Le problème vient surtout des titres et des accroches, qui ont tendance à simplifier les choses, transformant un “certains chercheurs ont découvert un vague lien entre la perte de poils sur le côté droit du front de 11% des ragondins qu’ils ont testés et une mutation du gène ZxUP3” en “On a découvert le gène de la calvitie!”. La question est alors: à qui la faute, au journaliste, au rédac’ chef ou au lecteur (qui ne clique que sur le second lien, pas sur le premier)?
@Dubitatif : excellente remarque et bonne question : personnellement, j’aurais tendance à penser que, quand un article scientifique est aussi peu fondé ou aussi tiré par les cheveux, mieux vaut ne pas en faire état du tout plutôt que d’être obligé de sortir les pincettes au troisième paragraphe, ce pour deux bonnes raisons : 1/ il y a certainement mieux à faire ; 2/ une part non négligeable des lecteurs n’ira pas jusque là, s’arrêtera au rébarbatif et ne mémorisera que l’extrait croustillant qu’elle aura lu ! Que certains chercheurs soient obligés de faire du sensationnalisme pour exister, c’est une chose ; que le journaliste leur assure la promotion dont ils rêvent pour obtenir des budgets, c’en est une autre.
Bonjour,
peut être que les journalistes sont comme les scientifiques, ils font un peu de sensationnalisme pour pouvoir exister….dans ce monde.
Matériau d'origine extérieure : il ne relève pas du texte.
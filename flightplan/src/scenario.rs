//! The `scenario` block and its body decoder.

use std::fmt;

use hcl::Value;
use hcl::value::Map;
use hcl_edit::structure::Block;
use peregrine_diagnostics::{Diagnostic, Diagnostics, SourceFiles};
use sha2::{Digest as _, Sha256};

use crate::decoder::DecodeTarget;
use crate::ident::verify_block_labels;
use crate::matrix::Vector;
use crate::schema::{
    BlockSchema, attr_value_span, attributes, block_type_span, blocks_of_type, eval_error_diag,
    evaluate, get_attr, label_span, missing_attr_diag,
};
use crate::scope::EvalScope;
use crate::step::ScenarioStep;
use crate::terraform_cli::{DEFAULT_CLI_NAME, TerraformCli};

const SCHEMA: BlockSchema = BlockSchema {
    attrs: &["description", "terraform_cli", "providers"],
    blocks: &["step", "matrix", "locals", "output"],
};

const OUTPUT_SCHEMA: BlockSchema = BlockSchema {
    attrs: &["description", "sensitive", "value"],
    blocks: &[],
};

#[derive(Clone, Debug, Default, PartialEq)]
pub struct ScenarioOutput {
    pub name: String,
    pub description: Option<String>,
    pub sensitive: bool,
    pub value: Value,
}

/// A named, parameterized, ordered sequence of steps against the external
/// engine. One scenario exists per (scenario block, matrix vector).
#[derive(Clone, Debug, Default, PartialEq)]
pub struct Scenario {
    pub name: String,
    pub description: Option<String>,
    pub variants: Option<Vector>,
    pub terraform_cli: TerraformCli,
    pub steps: Vec<ScenarioStep>,
    pub outputs: Vec<ScenarioOutput>,
    pub providers: Option<Value>,
}

impl Scenario {
    pub fn new(name: impl Into<String>) -> Self {
        Self {
            name: name.into(),
            ..Self::default()
        }
    }

    /// The stable identity used on disk: lowercase-hex SHA-256 of the
    /// canonical string form.
    pub fn uid(&self) -> String {
        let digest = Sha256::digest(self.to_string().as_bytes());
        let mut out = String::with_capacity(64);
        for byte in digest {
            use std::fmt::Write as _;
            let _ = write!(out, "{byte:02x}");
        }
        out
    }

    /// Decodes the scenario body against `scope` at the requested target
    /// depth. Name and variants are set by the expander before this runs.
    pub(crate) fn decode(
        &mut self,
        block: &Block,
        scope: &EvalScope,
        target: DecodeTarget,
        sources: &SourceFiles,
        filename: &str,
        clis: &[TerraformCli],
    ) -> Diagnostics {
        let mut diags = Diagnostics::new();

        if target < DecodeTarget::ScenariosComplete {
            return diags;
        }

        diags.extend(SCHEMA.verify(block, sources, filename, false));

        let ctx = scope.context();

        if let Some(attr) = get_attr(&block.body, "description") {
            match evaluate(&attr.value, &ctx) {
                Err(err) => diags.push(eval_error_diag(&err, attr, sources, filename, &ctx)),
                Ok(Value::String(description)) => self.description = Some(description),
                Ok(_) => {
                    let diag = Diagnostic::error("scenario description must be a string");
                    diags.push(sources.attach_snippet(
                        diag,
                        filename,
                        &attr_value_span(attr),
                        None,
                    ));
                }
            }
        }

        match get_attr(&block.body, "terraform_cli") {
            None => {
                self.terraform_cli = clis
                    .iter()
                    .find(|cli| cli.name == DEFAULT_CLI_NAME)
                    .cloned()
                    .unwrap_or_default();
            }
            Some(attr) => match evaluate(&attr.value, &ctx) {
                Err(err) => diags.push(eval_error_diag(&err, attr, sources, filename, &ctx)),
                Ok(Value::String(name)) => match clis.iter().find(|cli| cli.name == name) {
                    Some(cli) => self.terraform_cli = cli.clone(),
                    None => {
                        let diag =
                            Diagnostic::error(format!("unknown terraform_cli {name:?}"))
                                .with_detail(format!(
                                    "{name:?} does not reference a terraform_cli declared in \
                                     this flight plan"
                                ));
                        diags.push(sources.attach_snippet(
                            diag,
                            filename,
                            &attr_value_span(attr),
                            None,
                        ));
                    }
                },
                Ok(_) => {
                    let diag =
                        Diagnostic::error("scenario terraform_cli must be a name string");
                    diags.push(sources.attach_snippet(
                        diag,
                        filename,
                        &attr_value_span(attr),
                        None,
                    ));
                }
            },
        }

        if let Some(attr) = get_attr(&block.body, "providers") {
            match evaluate(&attr.value, &ctx) {
                Err(err) => diags.push(eval_error_diag(&err, attr, sources, filename, &ctx)),
                Ok(value) => self.providers = Some(value),
            }
        }

        // Locals evaluate in declaration order; each binding is visible to
        // the ones after it and to step decoding.
        let mut local_scope = scope.clone();
        let mut locals = Map::new();
        for locals_block in blocks_of_type(&block.body, "locals") {
            for attr in attributes(&locals_block.body) {
                let local_ctx = local_scope.context();
                match evaluate(&attr.value, &local_ctx) {
                    Err(err) => {
                        diags.push(eval_error_diag(&err, attr, sources, filename, &local_ctx));
                    }
                    Ok(value) => {
                        locals.insert(attr.key.as_str().to_string(), value);
                        local_scope.declare("local", Value::Object(locals.clone()));
                    }
                }
            }
        }

        let mut seen_steps: Vec<String> = Vec::new();
        for step_block in blocks_of_type(&block.body, "step") {
            let (step, step_diags) =
                ScenarioStep::decode(step_block, &local_scope, sources, filename);
            diags.extend(step_diags);
            let Some(step) = step else {
                continue;
            };

            if seen_steps.contains(&step.name) {
                let diag = Diagnostic::error(format!(
                    "a step named {:?} has already been declared",
                    step.name
                ))
                .with_detail("step names must be unique within a scenario");
                let span = step_block
                    .labels
                    .first()
                    .map(label_span)
                    .unwrap_or_else(|| block_type_span(step_block));
                diags.push(sources.attach_snippet(diag, filename, &span, None));
                continue;
            }

            seen_steps.push(step.name.clone());
            self.steps.push(step);
        }

        if self.steps.is_empty() && !diags.has_errors() {
            let diag = Diagnostic::error("scenario has no steps")
                .with_detail("a scenario must declare one or more steps");
            diags.push(sources.attach_snippet(
                diag,
                filename,
                &block_type_span(block),
                None,
            ));
        }

        for output_block in blocks_of_type(&block.body, "output") {
            diags.extend(self.decode_output(output_block, &local_scope, sources, filename));
        }

        diags
    }

    fn decode_output(
        &mut self,
        block: &Block,
        scope: &EvalScope,
        sources: &SourceFiles,
        filename: &str,
    ) -> Diagnostics {
        let mut diags = verify_block_labels(block, sources, filename);

        let Some(name) = crate::schema::first_label(block) else {
            let diag = Diagnostic::error("output blocks require a name label");
            diags.push(sources.attach_snippet(
                diag,
                filename,
                &block_type_span(block),
                None,
            ));
            return diags;
        };

        diags.extend(OUTPUT_SCHEMA.verify(block, sources, filename, false));

        let ctx = scope.context();
        let mut output = ScenarioOutput {
            name: name.to_string(),
            ..ScenarioOutput::default()
        };

        if let Some(attr) = get_attr(&block.body, "description") {
            if let Ok(Value::String(description)) = evaluate(&attr.value, &ctx) {
                output.description = Some(description);
            }
        }
        if let Some(attr) = get_attr(&block.body, "sensitive") {
            if let Ok(Value::Bool(sensitive)) = evaluate(&attr.value, &ctx) {
                output.sensitive = sensitive;
            }
        }

        match get_attr(&block.body, "value") {
            None => {
                diags.push(missing_attr_diag(block, "value", sources, filename));
                return diags;
            }
            Some(attr) => match evaluate(&attr.value, &ctx) {
                Err(err) => {
                    diags.push(eval_error_diag(&err, attr, sources, filename, &ctx));
                    return diags;
                }
                Ok(value) => output.value = value,
            },
        }

        self.outputs.push(output);
        diags
    }
}

/// `"name [key1:v1 key2:v2 ...]"` with variant pairs sorted by key: the
/// canonical, stable identity used for sorting, equality and hash IDs.
impl fmt::Display for Scenario {
    fn fmt(&self, f: &mut fmt::Formatter<'_>) -> fmt::Result {
        f.write_str(&self.name)?;
        if let Some(variants) = &self.variants {
            if !variants.is_empty() {
                write!(f, " {}", variants.sorted_by_key())?;
            }
        }
        Ok(())
    }
}

#[cfg(test)]
mod tests {
    use super::*;
    use crate::matrix::Element;

    fn with_variants(name: &str, pairs: &[(&str, &str)]) -> Scenario {
        let mut scenario = Scenario::new(name);
        scenario.variants = Some(
            pairs
                .iter()
                .map(|(k, v)| Element::new(*k, *v))
                .collect(),
        );
        scenario
    }

    #[test]
    fn string_form_sorts_variant_pairs_by_key() {
        let scenario = with_variants("test", &[("foo", "matrixbar"), ("bar", "one")]);
        assert_eq!(scenario.to_string(), "test [bar:one foo:matrixbar]");
    }

    #[test]
    fn string_form_without_variants_is_the_name() {
        assert_eq!(Scenario::new("basic").to_string(), "basic");
    }

    #[test]
    fn uid_is_sha256_of_string_form() {
        let scenario = with_variants("test", &[("foo", "matrixfoo")]);
        assert_eq!(scenario.to_string(), "test [foo:matrixfoo]");

        // Stable across runs and equal for equal string forms.
        let again = with_variants("test", &[("foo", "matrixfoo")]);
        assert_eq!(scenario.uid(), again.uid());
        assert_eq!(scenario.uid().len(), 64);
        assert!(scenario.uid().chars().all(|c| c.is_ascii_hexdigit()));

        let other = with_variants("test", &[("foo", "matrixbar")]);
        assert_ne!(scenario.uid(), other.uid());
    }
}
La vertue n’est pas très à la mode en ce moment.
Les lecteurs ont aussi une très grosse part de résponsabilité à mon avis. Et oui tout n’est pas rose bonbon, et celui qui croit cela est un fou. D’autant que les journalistes (dans l’ensemble) sont très très critiqués par le lectorat et Il ne faut donc pas croire que les journalistes ont pour but d’éduquer les gens ni même qu’ils soient parfait (dans le sens du prisme du support pour relater la verité ou plutôt une vérité). C’est donc le problème du lecteur si il ne lit que partiellement l’article. Il a forcément un avis partiel et partial. D’autant plus si il ne lit qu’un article sur un sujet.
Subjectivité quand tu nous tiens.
Petite question de béotien doublé d’un australopihèque (ça doit être les gènes…). Nos chers généticiens, ils font comment pour identifier les “vertus” d’un gène quelconque?
Ils le retranchent (?) et observent avec admiration la transformation de la salope en sainte-nitouche? Ça m’intrigue…
“j’attendrais que l’on identifie d’abord le gène de la connerie. Quelques années plus tard, ce dernier échappe toujours aux chercheurs.”
mais si… ils l’ont trouvé le gène de la stupidité…
appelé gentillement “le gène Homer Simpson”
lien: http://www.medicaldaily.com/news/20100918/2064/gene-limits-learning-and-memory-in-mice.htm
Maintenant, vous pouvez l’écrire votre article sur le gène de Dieu…
ah oui, c’est déjà fait ailleurs…
@cw : ah non, je ne suis pas d’accord ! Ce gène marque une limitation de l’apprentissage ou, si l’on veut, une limitation de l’intelligence, mais en aucun cas celui de la connerie. Il y a des personnes très “intelligentes” ou douées d’une mémoire exceptionnelle qui sont néanmoins des c…. accomplis. Et en cette matière, je suis persuadé que nous sommes tous le con de quelqu’un.
Oui mais, sans vouloir insister outre mesure, voudriez-vous répondre à ma petite question énoncée plus haut…? Pour toutes les personnes infligées du gène Homer Simpson…
@Audibert : eh bien, par exemple, pour le gène de l'”infidélité”, les cobayes ont été soumis à un questionnaire pour déterminer leur comportement amoureux et tout ceci a été corrélé à une analyse génétique.
Ça me semble un peu fragile comme preuve, non?